Yep: More on that Nessie Pic

Posted by: Nick Redfern on August 13th, 2012

Over at The Examiner, Dennis Bodzash gives us his opinion on that newly-surfaced Nessie photo and doesn’t hold out much hope that it’s the genuine article…

Nick Redfern About Nick Redfern
Punk music fan, Tennents Super and Carlsberg Special Brew beer fan, horror film fan, chocolate fan, like to wear black clothes, like to stay up late. Work as a writer.
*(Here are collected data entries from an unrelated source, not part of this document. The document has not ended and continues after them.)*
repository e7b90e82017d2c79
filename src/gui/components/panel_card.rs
//! Panel card component
//!
//! One grid slot: a dark playback-frame placeholder carrying the resolved
//! embed address, with remove and open-in-browser actions. An empty embed
//! address renders a loading placeholder instead of a frame.

use crate::gui::app::Message;
use crate::panel::{Panel, PanelKind};
use iced::widget::{button, column, container, row, text, Space};
use iced::{Alignment, Element, Length};

/// Create one panel card for the grid.
pub fn panel_card(
    panel: &Panel,
    kind: PanelKind,
    embed_address: &str,
    show_remove: bool,
) -> Element<'static, Message> {
    use crate::gui::theme;

    let frame_height = match kind {
        PanelKind::Browser => 240.0,
        PanelKind::Shorts => 420.0,
    };

    let frame_content: Element<'static, Message> = if embed_address.is_empty() {
        text("Loading...")
            .size(14)
            .style(iced::theme::Text::Color(theme::GRAY_400))
            .into()
    } else {
        column![
            text("▶").size(36),
            text(embed_address.to_string())
                .size(12)
                .style(iced::theme::Text::Color(theme::GRAY_400)),
        ]
        .spacing(10)
        .align_items(Alignment::Center)
        .into()
    };

    let frame = container(frame_content)
        .width(Length::Fill)
        .height(Length::Fixed(frame_height))
        .center_x()
        .center_y()
        .style(iced::theme::Container::Custom(Box::new(
            theme::PlaybackFrame,
        )));

    let mut header = row![Space::with_width(Length::Fill)]
        .spacing(8)
        .align_items(Alignment::Center);
    if show_remove {
        header = header.push(
            button(text("Remove").size(12))
                .on_press(Message::RemovePanel(panel.id))
                .padding([4, 8])
                .style(iced::theme::Button::Custom(Box::new(theme::RemoveButton))),
        );
    }

    let footer = row![
        text(panel.reference.clone())
            .size(12)
            .style(iced::theme::Text::Color(theme::TEXT_SECONDARY)),
        Space::with_width(Length::Fill),
        button(text("Open").size(12))
            .on_press(Message::OpenInBrowser(panel.id))
            .padding([4, 10])
            .style(iced::theme::Button::Custom(Box::new(
                theme::SecondaryButton
            ))),
    ]
    .spacing(8)
    .align_items(Alignment::Center);

    container(column![header, frame, footer].spacing(8))
        .padding(12)
        .width(Length::Fill)
        .style(iced::theme::Container::Custom(Box::new(
            theme::PanelCardContainer,
        )))
        .into()
}
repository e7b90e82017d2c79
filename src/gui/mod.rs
//! GUI module

pub mod app;
pub mod clipboard;
pub mod components;
pub mod theme;
pub mod views;

// Re-export for convenience
pub use app::Message;
pub use app::MultiviewApp;
pub use app::Tab;
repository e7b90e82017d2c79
//! Benchmarks for video reference normalization.

use criterion::{black_box, criterion_group, criterion_main, Criterion};
use multiview::normalizer;

fn bench_extract_shapes(c: &mut Criterion) {
    let inputs = [
        "https://www.youtube.com/watch?v=dQw4w9WgXcQ&t=42s",
        "https://youtu.be/dQw4w9WgXcQ",
        "https://www.youtube.com/shorts/dQw4w9WgXcQ",
        "https://www.youtube.com/embed/dQw4w9WgXcQ",
        "dQw4w9WgXcQ",
        "not a recognizable reference at all",
    ];

    c.bench_function("extract_video_id_all_shapes", |b| {
        b.iter(|| {
            for input in &inputs {
                let _ = normalizer::extract_video_id(black_box(input));
            }
        })
    });
}

fn bench_embed_address(c: &mut Criterion) {
    c.bench_function("embed_address_watch_url", |b| {
        b.iter(|| {
            normalizer::embed_address(black_box(
                "https://www.youtube.com/watch?v=dQw4w9WgXcQ&list=PL0&index=4",
            ))
        })
    });
}

criterion_group!(benches, bench_extract_shapes, bench_embed_address);
criterion_main!(benches);
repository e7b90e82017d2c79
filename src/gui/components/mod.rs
//! GUI components

pub mod panel_card;
pub mod url_input;

// Re-export for convenience
pub use panel_card::panel_card;
pub use url_input::url_input;
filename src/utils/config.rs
//! Application configuration

use crate::gui::Tab;
use crate::normalizer::PlayerFlags;
use crate::panel::DEFAULT_PANEL_CAP;
use crate::utils::error::MultiviewError;
use serde::{Deserialize, Serialize};
use std::path::{Path, PathBuf};
use tracing::{debug, warn};

/// Application settings
///
/// Loaded once at startup from a JSON file under the platform config dir
/// when present. Session state (the panel list) is never persisted.
#[derive(Debug, Clone, Serialize, Deserialize)]
pub struct AppSettings {
    /// Upper bound on panels created per start action
    pub panel_cap: usize,

    /// Initial value of the panel count input
    pub default_panel_count: usize,

    /// Query flags applied to every embed address
    pub player: PlayerFlags,

    /// Tab shown at startup; remembered across sessions on tab switch
    #[serde(default)]
    pub default_tab: Tab,
}

impl Default for AppSettings {
    fn default() -> Self {
        Self {
            panel_cap: DEFAULT_PANEL_CAP,
            default_panel_count: 2,
            player: PlayerFlags::default(),
            default_tab: Tab::default(),
        }
    }
}

impl AppSettings {
    /// Settings file location: `<config_dir>/multiview/settings.json`.
    pub fn default_path() -> PathBuf {
        dirs::config_dir()
            .unwrap_or_else(|| PathBuf::from("."))
            .join("multiview")
            .join("settings.json")
    }

    /// Load settings from the default location, falling back to defaults
    /// when the file is missing or unreadable.
    pub fn load() -> Self {
        let path = Self::default_path();
        match Self::load_from(&path) {
            Ok(settings) => settings,
            Err(e) => {
                debug!(path = %path.display(), error = %e, "using default settings");
                Self::default()
            }
        }
    }

    pub fn load_from(path: &Path) -> Result<Self, MultiviewError> {
        let contents = std::fs::read_to_string(path)?;
        let mut settings: AppSettings = serde_json::from_str(&contents)?;
        settings.enforce_minimums();
        Ok(settings)
    }

    pub fn save_to(&self, path: &Path) -> Result<(), MultiviewError> {
        if let Some(parent) = path.parent() {
            std::fs::create_dir_all(parent)?;
        }
        let contents = serde_json::to_string_pretty(self)?;
        std::fs::write(path, contents)?;
        Ok(())
    }

    /// Persist to the default location. Failure is logged, not fatal.
    pub fn save(&self) {
        let path = Self::default_path();
        if let Err(e) = self.save_to(&path) {
            warn!(path = %path.display(), error = %e, "failed to save settings");
        }
    }

    fn enforce_minimums(&mut self) {
        if self.panel_cap == 0 {
            self.panel_cap = 1;
        }
        if self.default_panel_count == 0 {
            self.default_panel_count = 1;
        }
    }
}

#[cfg(test)]
mod tests {
    use super::*;
    use tempfile::TempDir;

    #[test]
    fn test_default_config() {
        let config = AppSettings::default();
        assert_eq!(config.panel_cap, DEFAULT_PANEL_CAP);
        assert!(config.default_panel_count > 0);
        assert!(config.player.autoplay);
        assert!(config.player.mute);
    }

    #[test]
    fn test_round_trip_through_file() {
        let temp = TempDir::new().expect("temp dir");
        let path = temp.path().join("nested").join("settings.json");

        let mut config = AppSettings::default();
        config.panel_cap = 12;
        config.player.autoplay = false;
        config.default_tab = Tab::Shorts;
        config.save_to(&path).expect("save");

        let loaded = AppSettings::load_from(&path).expect("load");
        assert_eq!(loaded.panel_cap, 12);
        assert!(!loaded.player.autoplay);
        assert!(loaded.player.mute);
        assert_eq!(loaded.default_tab, Tab::Shorts);
    }

    #[test]
    fn test_missing_default_tab_falls_back_to_browser() {
        // Settings files written before the tab was remembered lack the
        // field; they must still load.
        let temp = TempDir::new().expect("temp dir");
        let path = temp.path().join("settings.json");
        std::fs::write(
            &path,
            r#"{"panel_cap":10,"default_panel_count":2,"player":{"autoplay":true,"mute":true,"controls":true}}"#,
        )
        .expect("write");

        let loaded = AppSettings::load_from(&path).expect("load");
        assert_eq!(loaded.default_tab, Tab::Browser);
    }

    #[test]
    fn test_zero_values_are_bumped_on_load() {
        let temp = TempDir::new().expect("temp dir");
        let path = temp.path().join("settings.json");
        std::fs::write(
            &path,
            r#"{"panel_cap":0,"default_panel_count":0,"player":{"autoplay":true,"mute":true,"controls":true}}"#,
        )
        .expect("write");

        let loaded = AppSettings::load_from(&path).expect("load");
        assert_eq!(loaded.panel_cap, 1);
        assert_eq!(loaded.default_panel_count, 1);
    }

    #[test]
    fn test_missing_file_errors() {
        let temp = TempDir::new().expect("temp dir");
        assert!(AppSettings::load_from(&temp.path().join("absent.json")).is_err());
    }
}
//! Utility modules for error handling and configuration

pub mod config;
pub mod error;

// Re-export for convenience
pub use config::AppSettings;
pub use error::MultiviewError;
//! Panel grid state
//!
//! The in-memory list of active player panels. The grid is only ever
//! mutated from the GUI update loop in response to discrete user actions,
//! so no locking is involved.

use tracing::{debug, info};
use uuid::Uuid;

/// Default upper bound on the number of panels created at once.
pub const DEFAULT_PANEL_CAP: usize = 100;

/// One visual slot rendering a single embedded video.
#[derive(Debug, Clone)]
pub struct Panel {
    pub id: Uuid,
    /// Raw user-supplied video reference (URL or bare id).
    pub reference: String,
}

impl Panel {
    pub fn new(reference: impl Into<String>) -> Self {
        Self {
            id: Uuid::new_v4(),
            reference: reference.into(),
        }
    }
}

/// Layout flavor of a panel. Extraction logic is shared; only the aspect
/// ratio of the playback frame differs.
#[derive(Debug, Clone, Copy, PartialEq, Eq)]
pub enum PanelKind {
    /// Standard 16:9 player.
    Browser,
    /// Short-form vertical 9:16 player.
    Shorts,
}

impl PanelKind {
    /// Width-to-height ratio of the playback frame.
    pub fn aspect_ratio(&self) -> f32 {
        match self {
            PanelKind::Browser => 16.0 / 9.0,
            PanelKind::Shorts => 9.0 / 16.0,
        }
    }
}

/// The set of active panels plus its creation cap.
#[derive(Debug, Clone)]
pub struct PanelGrid {
    panels: Vec<Panel>,
    cap: usize,
}

impl Default for PanelGrid {
    fn default() -> Self {
        Self::new(DEFAULT_PANEL_CAP)
    }
}

impl PanelGrid {
    pub fn new(cap: usize) -> Self {
        Self {
            panels: Vec::new(),
            cap,
        }
    }

    /// Replace the active set with `count_input` panels all showing
    /// `reference`. The count is clamped to the cap; a non-positive or
    /// unparseable count, or an empty reference, leaves the grid untouched.
    ///
    /// Returns the number of panels created (0 when nothing happened).
    pub fn start(&mut self, count_input: &str, reference: &str) -> usize {
        let reference = reference.trim();
        if reference.is_empty() {
            debug!("start ignored: empty reference");
            return 0;
        }

        let count = count_input.trim().parse::<i64>().unwrap_or(0);
        if count <= 0 {
            debug!(count, "start ignored: non-positive panel count");
            return 0;
        }
        // Clamp before narrowing so oversized counts can't wrap on 32-bit
        // targets.
        let count = count.min(self.cap as i64) as usize;

        self.panels = (0..count).map(|_| Panel::new(reference)).collect();
        info!(count, reference, "panel grid replaced");
        count
    }

    /// Remove a panel by id. Removal only succeeds while more than one
    /// panel exists; the last panel always stays.
    pub fn remove(&mut self, id: Uuid) -> bool {
        if !self.can_remove() {
            debug!(%id, "remove ignored: last remaining panel");
            return false;
        }
        let before = self.panels.len();
        self.panels.retain(|p| p.id != id);
        before != self.panels.len()
    }

    /// Whether the remove affordance should be shown at all.
    pub fn can_remove(&self) -> bool {
        self.panels.len() > 1
    }

    pub fn panels(&self) -> &[Panel] {
        &self.panels
    }

    pub fn len(&self) -> usize {
        self.panels.len()
    }

    pub fn is_empty(&self) -> bool {
        self.panels.is_empty()
    }

    pub fn cap(&self) -> usize {
        self.cap
    }

    /// Grid column count as a step function of the panel count:
    /// 1 panel gets a single column, 2 and 3 panels spread out, anything
    /// larger folds back to two columns.
    pub fn columns(&self) -> usize {
        match self.panels.len() {
            0 | 1 => 1,
            2 => 2,
            3 => 3,
            _ => 2,
        }
    }
}

#[cfg(test)]
mod tests {
    use super::*;

    #[test]
    fn start_creates_requested_panels() {
        let mut grid = PanelGrid::default();
        assert_eq!(grid.start("3", "dQw4w9WgXcQ"), 3);
        assert_eq!(grid.len(), 3);
        assert!(grid.panels().iter().all(|p| p.reference == "dQw4w9WgXcQ"));
    }

    #[test]
    fn start_replaces_previous_set() {
        let mut grid = PanelGrid::default();
        grid.start("4", "first");
        let old_ids: Vec<Uuid> = grid.panels().iter().map(|p| p.id).collect();

        grid.start("2", "second");
        assert_eq!(grid.len(), 2);
        assert!(grid.panels().iter().all(|p| !old_ids.contains(&p.id)));
    }

    #[test]
    fn start_clamps_to_cap() {
        let mut grid = PanelGrid::new(5);
        assert_eq!(grid.cap(), 5);
        assert_eq!(grid.start("50", "dQw4w9WgXcQ"), 5);
        assert_eq!(grid.len(), 5);
    }

    #[test]
    fn oversized_count_clamps_without_wrapping() {
        let mut grid = PanelGrid::new(3);
        // 2^32 would wrap to 0 under a naive usize narrowing on 32-bit
        // targets; it must clamp to the cap instead.
        assert_eq!(grid.start("4294967296", "dQw4w9WgXcQ"), 3);
        assert_eq!(grid.len(), 3);
        assert_eq!(grid.start(&i64::MAX.to_string(), "dQw4w9WgXcQ"), 3);
        assert_eq!(grid.len(), 3);
    }

    #[test]
    fn zero_negative_or_garbage_count_is_noop() {
        let mut grid = PanelGrid::default();
        grid.start("2", "dQw4w9WgXcQ");

        for count in ["0", "-3", "", "abc"] {
            assert_eq!(grid.start(count, "dQw4w9WgXcQ"), 0);
            assert_eq!(grid.len(), 2, "count input {:?} must not disturb grid", count);
        }
    }

    #[test]
    fn empty_reference_is_noop() {
        let mut grid = PanelGrid::default();
        assert_eq!(grid.start("2", "   "), 0);
        assert!(grid.is_empty());
    }

    #[test]
    fn remove_keeps_last_panel() {
        let mut grid = PanelGrid::default();
        grid.start("2", "dQw4w9WgXcQ");

        let first = grid.panels()[0].id;
        assert!(grid.remove(first));
        assert_eq!(grid.len(), 1);

        let last = grid.panels()[0].id;
        assert!(!grid.remove(last));
        assert_eq!(grid.len(), 1);
        assert!(!grid.can_remove());
    }

    #[test]
    fn remove_unknown_id_is_noop() {
        let mut grid = PanelGrid::default();
        grid.start("3", "dQw4w9WgXcQ");
        assert!(!grid.remove(Uuid::new_v4()));
        assert_eq!(grid.len(), 3);
    }

    #[test]
    fn column_step_function() {
        let mut grid = PanelGrid::default();
        assert_eq!(grid.columns(), 1);

        let expected = [(1, 1), (2, 2), (3, 3), (4, 2), (5, 2), (12, 2)];
        for (count, cols) in expected {
            grid.start(&count.to_string(), "dQw4w9WgXcQ");
            assert_eq!(grid.columns(), cols, "{} panels", count);
        }
    }

    #[test]
    fn aspect_ratios() {
        assert!(PanelKind::Browser.aspect_ratio() > 1.0);
        assert!(PanelKind::Shorts.aspect_ratio() < 1.0);
    }
}
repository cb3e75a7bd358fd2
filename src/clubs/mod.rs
mod models;
pub mod routes;

pub use models::*;
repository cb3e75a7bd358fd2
use actix_identity::Identity;
use actix_web::web;
use actix_web::web::{Data, Json, Path, Query};
use actix_web::{get, patch};

use crate::auth;
use crate::cancellations::CancellationRecord;
use crate::clubs::{Club, ClubFilter, ClubUpdate};
use crate::db;
use crate::server::Response;
use crate::validator::Validator;

#[get("/clubs")]
async fn find_all(filter: Query<ClubFilter>, pool: Data<db::Pool>) -> Response {
    let clubs = web::block(move || {
        let conn = pool.get()?;
        Club::find_all(filter.into_inner(), &conn)
    })
    .await?;

    http_ok_json!(clubs);
}

#[get("/clubs/me")]
async fn find_me(pool: Data<db::Pool>, id: Identity) -> Response {
    let club = auth::get_club(&id)?;

    let club = web::block(move || {
        let conn = pool.get()?;
        Club::find(club.id, &conn)
    })
    .await?;

    http_ok_json!(club);
}

#[patch("/clubs/me")]
async fn update_me(
    update: Json<Validator<ClubUpdate>>,
    pool: Data<db::Pool>,
    id: Identity,
) -> Response {
    let club = auth::get_club(&id)?;
    let update = update.into_inner().validate()?;

    let club = web::block(move || {
        let conn = pool.get()?;
        Club::update(club.id, &update, &conn)
    })
    .await?;

    http_ok_json!(club);
}

/// late cancellations of players at the authenticated club
#[get("/clubs/me/cancellations")]
async fn cancellations(pool: Data<db::Pool>, id: Identity) -> Response {
    let club = auth::get_club(&id)?;

    let records = web::block(move || {
        let conn = pool.get()?;
        CancellationRecord::find_by_club(club.id, &conn)
    })
    .await?;

    http_ok_json!(records);
}

#[get("/clubs/{id}")]
async fn find(club_id: Path<i64>, pool: Data<db::Pool>) -> Response {
    let club = web::block(move || {
        let conn = pool.get()?;
        Club::find(*club_id, &conn)
    })
    .await?;

    http_ok_json!(club);
}

// the /clubs/me routes have to be registered before /clubs/{id}
pub fn register(cfg: &mut web::ServiceConfig) {
    cfg.service(find_all);
    cfg.service(find_me);
    cfg.service(update_me);
    cfg.service(cancellations);
    cfg.service(find);
}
4 Responses to “Yep: More on that Nessie Pic”

  1. mandors responds:

    Utter conclusory drivel. Don’t know, if the photo is genuine. But hackish articles don’t help.

    Facts please.

  2. alan borky responds:

    Nick the more I see that picture the more difficult it is for me as someone skilled in handicrafts to deny the part of it above the water’s something akin to two-ply corrugated cardboard (the stepped undulations in the spinal details look exactly like the padding between the sheets painted black).

    There’re plastic equivalents but what seems to rule out that’s the fact there’s only one pic which suggests it got soggy very quickly (or maybe toppled over/sank).

    It’s not just the vertical flatness of the visible side (with its watercolour puce ‘skin’ and crude black painted pebbledash-like ovoids for ‘scales’) or the stripes around the astonishingly rectangularly terminating neck resemble heavy duty gaffer tape.

    Its the way the waves it’s generated look identical to the stressed circular ones created whenever you try to back up and reorientate a remote control model boat on a park lake (in this case probably because any other angle’d give the game away).

    Pity really because looking at Loch Ness on a geological map and realising what a massively powerful boundary feature it is [not just a watery break in the continuity of the landscape reshaped to a ‘U’ by glacial action during the last Ice Age but a hundreds of millions of years old fracture in the very surface of the planet physically breaking Scotland in two] makes me pretty damn certain there’s something to Nessie.

    The joke of it is if it is fake the sort of secret military software George Edwards claims vindicates it would probably show it up for what it really is.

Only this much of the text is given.